官术网_书友最值得收藏!

Obtaining a common analyzer

Lucene provides a set of default analyzers in the lucene-analyzers-common package. Let's take a look at them in detail.

Getting ready

The following are five common analyzers Lucene provides in the lucene-analyzers-common module:

  • WhitespaceAnalyzer: Splits text at whitespaces, just as the name indicates. In fact, this is the only thing this analyzer does.
  • SimpleAnalyzer: Splits text at non-letter characters and lowercases resulting tokens.
  • StopAnalyzer: Splits text at non-letter characters, lowercases resulting tokens, and removes stopwords. This analyzer is useful for pure text content and is not ideal if the content contains words with special characters such as product model number. This analyzer comes with a default set of stopwords but you can always have the provision to provide your own set of stopwords.
  • StandardAnalyzer: Splits text using a grammar-based tokenization, normalizes and lowercases tokens, removes stopwords, and discards punctuations. It can be used to extract company names, e-mail addresses, model numbers, and so on. This analyzer is great for general usage.
  • SnowballAnalyzer: This analyzer is similar to StandardAnalyzer with an additional SnowballFilter for stemming. This provides even more flexibility than StandardAnalyzer. However, SnowballFilter is very aggressive in stemming, so false positive are possible. Lucene is deprecating this analyzer in the upcoming version, 5.0, and recommends you use a language-specific analyzer instead (for example, org.apache.lucene.analysis.en.*).

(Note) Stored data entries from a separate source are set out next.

//! Command-line front end
//!
//! Parses arguments into a [`Command`], runs it against the [`SongService`]
//! and renders the outcome as plain text or JSON.

use std::path::PathBuf;

use clap::{Args, Parser, Subcommand};
use serde::Serialize;

use crate::database::{DbCategory, DbSong, Direction, SongFilter, SongForm};
use crate::error::Result;
use crate::service::SongService;

#[derive(Debug, Parser)]
#[command(name = "songbook", version, about = "Manage an ordered list of songs and chord sheets")]
pub struct Cli {
    /// Settings file (defaults to the platform config directory)
    #[arg(long, global = true, env = "SONGBOOK_CONFIG")]
    pub config: Option<PathBuf>,

    /// SQLite database file, overrides the settings file
    #[arg(long, global = true, env = "SONGBOOK_DATABASE")]
    pub database: Option<PathBuf>,

    /// Print results as JSON
    #[arg(long, global = true)]
    pub json: bool,

    #[command(subcommand)]
    pub command: Command,
}

#[derive(Debug, Subcommand)]
pub enum Command {
    /// List songs in display order
    List {
        /// Only songs in this category
        #[arg(long)]
        category: Option<i64>,
        /// Case-sensitive text to find in title or artist
        #[arg(long)]
        search: Option<String>,
    },
    /// Add a song at the end of the list
    Add(SongArgs),
    /// Edit a song, keeping its position
    Update {
        id: i64,
        #[command(flatten)]
        song: SongArgs,
    },
    /// Delete a song
    Delete { id: i64 },
    /// Move a song one step up or down
    Move { id: i64, direction: Direction },
    /// List categories
    Categories,
    /// Create a category
    AddCategory { name: String },
}

#[derive(Debug, Clone, Args)]
pub struct SongArgs {
    #[arg(long)]
    pub title: String,
    #[arg(long)]
    pub artist: String,
    /// Category id
    #[arg(long)]
    pub category: Option<i64>,
    /// Link to a chord sheet (http or https)
    #[arg(long)]
    pub chord_url: Option<String>,
}

impl From<SongArgs> for SongForm {
    fn from(args: SongArgs) -> Self {
        Self {
            title: args.title,
            artist: args.artist,
            category_id: args.category,
            chord_url: args.chord_url,
        }
    }
}

/// Run a command and render its result
pub async fn run(service: &SongService, command: Command, json: bool) -> Result<String> {
    match command {
        Command::List { category, search } => {
            let filter = SongFilter {
                category_id: category,
                search,
            };
            let songs = service.list(filter).await?;
            Ok(if json {
                to_json(&songs)
            } else {
                render_songs(&songs)
            })
        }
        Command::Add(args) => {
            let song = service.add(args.into()).await?;
            Ok(if json {
                to_json(&song)
            } else {
                format!("Added song '{}' at position {}", song.title, song.order)
            })
        }
        Command::Update { id, song } => {
            let song = service.update(id, song.into()).await?;
            Ok(if json {
                to_json(&song)
            } else {
                format!("Updated song '{}'", song.title)
            })
        }
        Command::Delete { id } => {
            let song = service.delete(id).await?;
            Ok(if json {
                to_json(&song)
            } else {
                format!("Deleted song '{}'", song.title)
            })
        }
        Command::Move { id, direction } => {
            let moved = service.move_song(id, direction).await?;
            Ok(if json {
                to_json(&serde_json::json!({ "id": id, "direction": direction, "moved": moved }))
            } else if moved {
                "Song order updated".to_string()
            } else {
                match direction {
                    Direction::Up => "Song is already first".to_string(),
                    Direction::Down => "Song is already last".to_string(),
                }
            })
        }
        Command::Categories => {
            let categories = service.categories().await?;
            Ok(if json {
                to_json(&categories)
            } else {
                render_categories(&categories)
            })
        }
        Command::AddCategory { name } => {
            let category = service.add_category(&name).await?;
            Ok(if json {
                to_json(&category)
            } else {
                format!("Added category '{}' (id {})", category.name, category.id)
            })
        }
    }
}

fn to_json<T: Serialize + ?Sized>(value: &T) -> String {
    serde_json::to_string_pretty(value).unwrap_or_else(|e| format!("{{\"error\": \"{e}\"}}"))
}

fn render_songs(songs: &[DbSong]) -> String {
    if songs.is_empty() {
        return "No songs".to_string();
    }

    songs
        .iter()
        .map(|song| {
            let mut line = format!(
                "{:>3}. [{}] {} - {}",
                song.order, song.id, song.title, song.artist
            );
            if let Some(category) = &song.category {
                line.push_str(&format!(" ({})", category.name));
            }
            if let Some(url) = &song.chord_url {
                line.push_str(&format!(" <{url}>"));
            }
            line
        })
        .collect::<Vec<_>>()
        .join("\n")
}

fn render_categories(categories: &[DbCategory]) -> String {
    if categories.is_empty() {
        return "No categories".to_string();
    }

    categories
        .iter()
        .map(|c| format!("{:>3}. {}", c.id, c.name))
        .collect::<Vec<_>>()
        .join("\n")
}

Obtaining the default analyzer is very simple. Note that we don't get to see the actual output, tokenStream, from the analyzer yet. As we progress, we will show you how it's done.

Tip

Make sure the lucene-analyzers-common.jar library is also added to the classpath or the corresponding dependency in your pom.xml.

How to do it...

Here is how you instantiate an analyzer:

Analyzer analyzer = new WhitespaceAnalyzer();

You may instantiate any analyzer in the commons package in a similar fashion. As you see, it is simple to get default analyzers to work.

How it works...

Let's look at some examples to see how each of these analyzers differs. We will use the following sample text – Lucene is mainly used for information retrieval and you can read more about it at http://lucene.apache.org. In the forthcoming sections, we will learn more about customizing analyzers. For now, we shall concern ourselves with output only and review each analyzer's behavior.

First, let's look at WhitespaceAnalyzer. As we already learned, a WhitespaceAnalyzer splits text at whitespaces. The following would be the output of a WhitespaceAnalyzer:

[Lucene] [is] [mainly] [used] [for] [information] [retrieval] [and] [you] [can] [read] [more] [about] [it] [at] [lucene.apache.org.]

Each token is separated in a pair of braces for you to understand clearly. It is quite evident that no normalization has been applied to the text. The split tokens are left as-is. If this analyzer is used exclusively for both indexing and searching, matches will have to be exact (including matching cases) to be found.

Now let's see how SimpleAnalyzer analyzes the same piece of text. Here is what we get as output:

[lucene] [is] [mainly] [used] [for] [information] [retrieval] [and] [you] [can] [read] [more] [about] [it] [at] [lucene] [apache] [org]

Tokens are split by non-letters and lowercased in this example. Note the web address is split up because "." is considered as a delimiter. This analyzer expands search capability a little bit by allowing case-insensitive searches (assuming this is used in both indexing and searching, both index and search terms are lowercased prior to processing).

The next one is StopAnalyzer:

[lucene] [mainly] [used] [information] [retrieval] [you] [can] [read] [more] [about] [lucene] [apache] [org]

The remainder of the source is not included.